//! Motion Playground - headless runner
//!
//! Builds the playground screen from a config file, drives it on a
//! deterministic frame clock (optionally scripted by a JSON scenario) and
//! prints or writes a JSON report.

use anyhow::{Context, Result};
use clap::Parser;
use motion_app::config::PlaygroundConfig;
use motion_app::headless_runner::{run_frames, run_scenario};
use motion_app::headless_runtime::HeadlessRunConfig;
use motion_app::headless_scenario::HeadlessScenario;
use motion_app::model_view::RecordingScriptHost;
use motion_app::PlaygroundApp;
use motion_theme::ThemeKind;
use std::cell::RefCell;
use std::path::PathBuf;
use std::rc::Rc;

/// Animation preset playground
#[derive(Parser, Debug)]
#[command(name = "motion-playground")]
#[command(about = "Run the Motion Playground headlessly and report what it did")]
#[command(version)]
struct Args {
    /// Config file or directory containing playground.toml
    #[arg(short, long)]
    config: Option<PathBuf>,

    /// JSON scenario to execute
    #[arg(short, long)]
    scenario: Option<PathBuf>,

    /// Write the JSON report here (relative path) instead of stdout
    #[arg(short, long)]
    report: Option<PathBuf>,

    /// Frames to run when no scenario is given
    #[arg(long)]
    frames: Option<u32>,

    /// Logical milliseconds per frame
    #[arg(long)]
    tick_ms: Option<u32>,

    /// Theme: Dark, Neon or Pastel
    #[arg(long)]
    theme: Option<String>,

    /// Initially selected animation key
    #[arg(short, long)]
    animation: Option<String>,

    /// Speed multiplier
    #[arg(long)]
    speed: Option<f64>,

    /// Also run rotate and pulse alongside the selected preset
    #[arg(long)]
    combine: bool,

    /// Show the 3D model instead of the 2D shape
    #[arg(long = "use-3d")]
    use_3d: bool,

    /// Binary glTF model for 3D mode
    #[arg(long)]
    model: Option<PathBuf>,
}

impl Args {
    fn apply(&self, config: &mut PlaygroundConfig) {
        let playground = &mut config.playground;
        if let Some(theme) = &self.theme {
            playground.theme = ThemeKind::from_name(theme);
        }
        if let Some(animation) = &self.animation {
            playground.animation = animation.clone();
        }
        if let Some(speed) = self.speed {
            playground.speed = speed;
        }
        playground.combine_rotate_pulse |= self.combine;
        playground.use_3d |= self.use_3d;

        if let Some(model) = &self.model {
            config.viewer.model_path = model.clone();
        }
        if let Some(frames) = self.frames {
            config.headless.frames = frames;
        }
        if let Some(tick_ms) = self.tick_ms {
            config.headless.tick_ms = tick_ms;
        }
    }
}

fn main() -> Result<()> {
    tracing_subscriber::fmt()
        .with_env_filter(
            tracing_subscriber::EnvFilter::try_from_default_env()
                .unwrap_or_else(|_| tracing_subscriber::EnvFilter::new("info")),
        )
        .with_writer(std::io::stderr)
        .init();

    let args = Args::parse();

    let mut config = match &args.config {
        Some(path) => PlaygroundConfig::load(path)
            .with_context(|| format!("failed to load config {}", path.display()))?,
        None => PlaygroundConfig::default(),
    };
    args.apply(&mut config);
    config.validate().context("invalid settings")?;

    let host = Rc::new(RefCell::new(RecordingScriptHost::new()));
    let mut app = PlaygroundApp::new(&config, host).context("failed to build playground")?;
    app.view_model_mut().appearing();

    let runtime_cfg = HeadlessRunConfig {
        max_frames: config.headless.frames,
        tick_ms: u64::from(config.headless.tick_ms),
    };

    let outcome = match &args.scenario {
        Some(path) => {
            let scenario = HeadlessScenario::from_path(path)?;
            tracing::info!(
                scenario = %path.display(),
                steps = scenario.steps.len(),
                "running scenario"
            );
            run_scenario(&mut app, &scenario, runtime_cfg)?
        }
        None => run_frames(&mut app, runtime_cfg)?,
    };
    app.view_model_mut().disappearing();

    let report = outcome.report();
    match &args.report {
        Some(path) => {
            report.write_to_path(path)?;
            tracing::info!(report = %path.display(), "report written");
        }
        None => report.write_to_writer(&mut std::io::stdout().lock())?,
    }

    if outcome.is_failed() {
        std::process::exit(1);
    }
    Ok(())
}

■ Assigned task
All of the data above needs to be transcribed verbatim.

■ Exercise response
//! Motion Playground - headless runner
//!
//! Builds the playground screen from a config file, drives it on a
//! deterministic frame clock (optionally scripted by a JSON scenario) and
//! prints or writes a JSON report.

use anyhow::{Context, Result};
use clap::Parser;
use motion_app::config::PlaygroundConfig;
use motion_app::headless_runner::{run_frames, run_scenario};
use motion_app::headless_runtime::HeadlessRunConfig;
use motion_app::headless_scenario::HeadlessScenario;
use motion_app::model_view::RecordingScriptHost;
use motion_app::PlaygroundApp;
use motion_theme::ThemeKind;
use std::cell::RefCell;
use std::path::PathBuf;
use std::rc::Rc;

/// Animation preset playground
#[derive(Parser, Debug)]
#[command(name = "motion-playground")]
#[command(about = "Run the Motion Playground headlessly and report what it did")]
#[command(version)]
struct Args {
    /// Config file or directory containing playground.toml
    #[arg(short, long)]
    config: Option<PathBuf>,

    /// JSON scenario to execute
    #[arg(short, long)]
    scenario: Option<PathBuf>,

    /// Write the JSON report here (relative path) instead of stdout
    #[arg(short, long)]
    report: Option<PathBuf>,

    /// Frames to run when no scenario is given
    #[arg(long)]
    frames: Option<u32>,

    /// Logical milliseconds per frame
    #[arg(long)]
    tick_ms: Option<u32>,

    /// Theme: Dark, Neon or Pastel
    #[arg(long)]
    theme: Option<String>,

    /// Initially selected animation key
    #[arg(short, long)]
    animation: Option<String>,

    /// Speed multiplier
    #[arg(long)]
    speed: Option<f64>,

    /// Also run rotate and pulse alongside the selected preset
    #[arg(long)]
    combine: bool,

    /// Show the 3D model instead of the 2D shape
    #[arg(long = "use-3d")]
    use_3d: bool,

    /// Binary glTF model for 3D mode
    #[arg(long)]
    model: Option<PathBuf>,
}

impl Args {
    fn apply(&self, config: &mut PlaygroundConfig) {
        let playground = &mut config.playground;
        if let Some(theme) = &self.theme {
            playground.theme = ThemeKind::from_name(theme);
        }
        if let Some(animation) = &self.animation {
            playground.animation = animation.clone();
        }
        if let Some(speed) = self.speed {
            playground.speed = speed;
        }
        playground.combine_rotate_pulse |= self.combine;
        playground.use_3d |= self.use_3d;

        if let Some(model) = &self.model {
            config.viewer.model_path = model.clone();
        }
        if let Some(frames) = self.frames {
            config.headless.frames = frames;
        }
        if let Some(tick_ms) = self.tick_ms {
            config.headless.tick_ms = tick_ms;
        }
    }
}

fn main() -> Result<()> {
    tracing_subscriber::fmt()
        .with_env_filter(
            tracing_subscriber::EnvFilter::try_from_default_env()
                .unwrap_or_else(|_| tracing_subscriber::EnvFilter::new("info")),
        )
        .with_writer(std::io::stderr)
        .init();

    let args = Args::parse();

    let mut config = match &args.config {
        Some(path) => PlaygroundConfig::load(path)
            .with_context(|| format!("failed to load config {}", path.display()))?,
        None => PlaygroundConfig::default(),
    };
    args.apply(&mut config);
    config.validate().context("invalid settings")?;

    let host = Rc::new(RefCell::new(RecordingScriptHost::new()));
    let mut app = PlaygroundApp::new(&config, host).context("failed to build playground")?;
    app.view_model_mut().appearing();

    let runtime_cfg = HeadlessRunConfig {
        max_frames: config.headless.frames,
        tick_ms: u64::from(config.headless.tick_ms),
    };

    let outcome = match &args.scenario {
        Some(path) => {
            let scenario = HeadlessScenario::from_path(path)?;
            tracing::info!(
                scenario = %path.display(),
                steps = scenario.steps.len(),
                "running scenario"
            );
            run_scenario(&mut app, &scenario, runtime_cfg)?
        }
        None => run_frames(&mut app, runtime_cfg)?,
    };
    app.view_model_mut().disappearing();

    let report = outcome.report();
    match &args.report {
        Some(path) => {
            report.write_to_path(path)?;
            tracing::info!(report = %path.display(), "report written");
        }
        None => report.write_to_writer(&mut std::io::stdout().lock())?,
    }

    if outcome.is_failed() {
        std::process::exit(1);
    }
    Ok(())
}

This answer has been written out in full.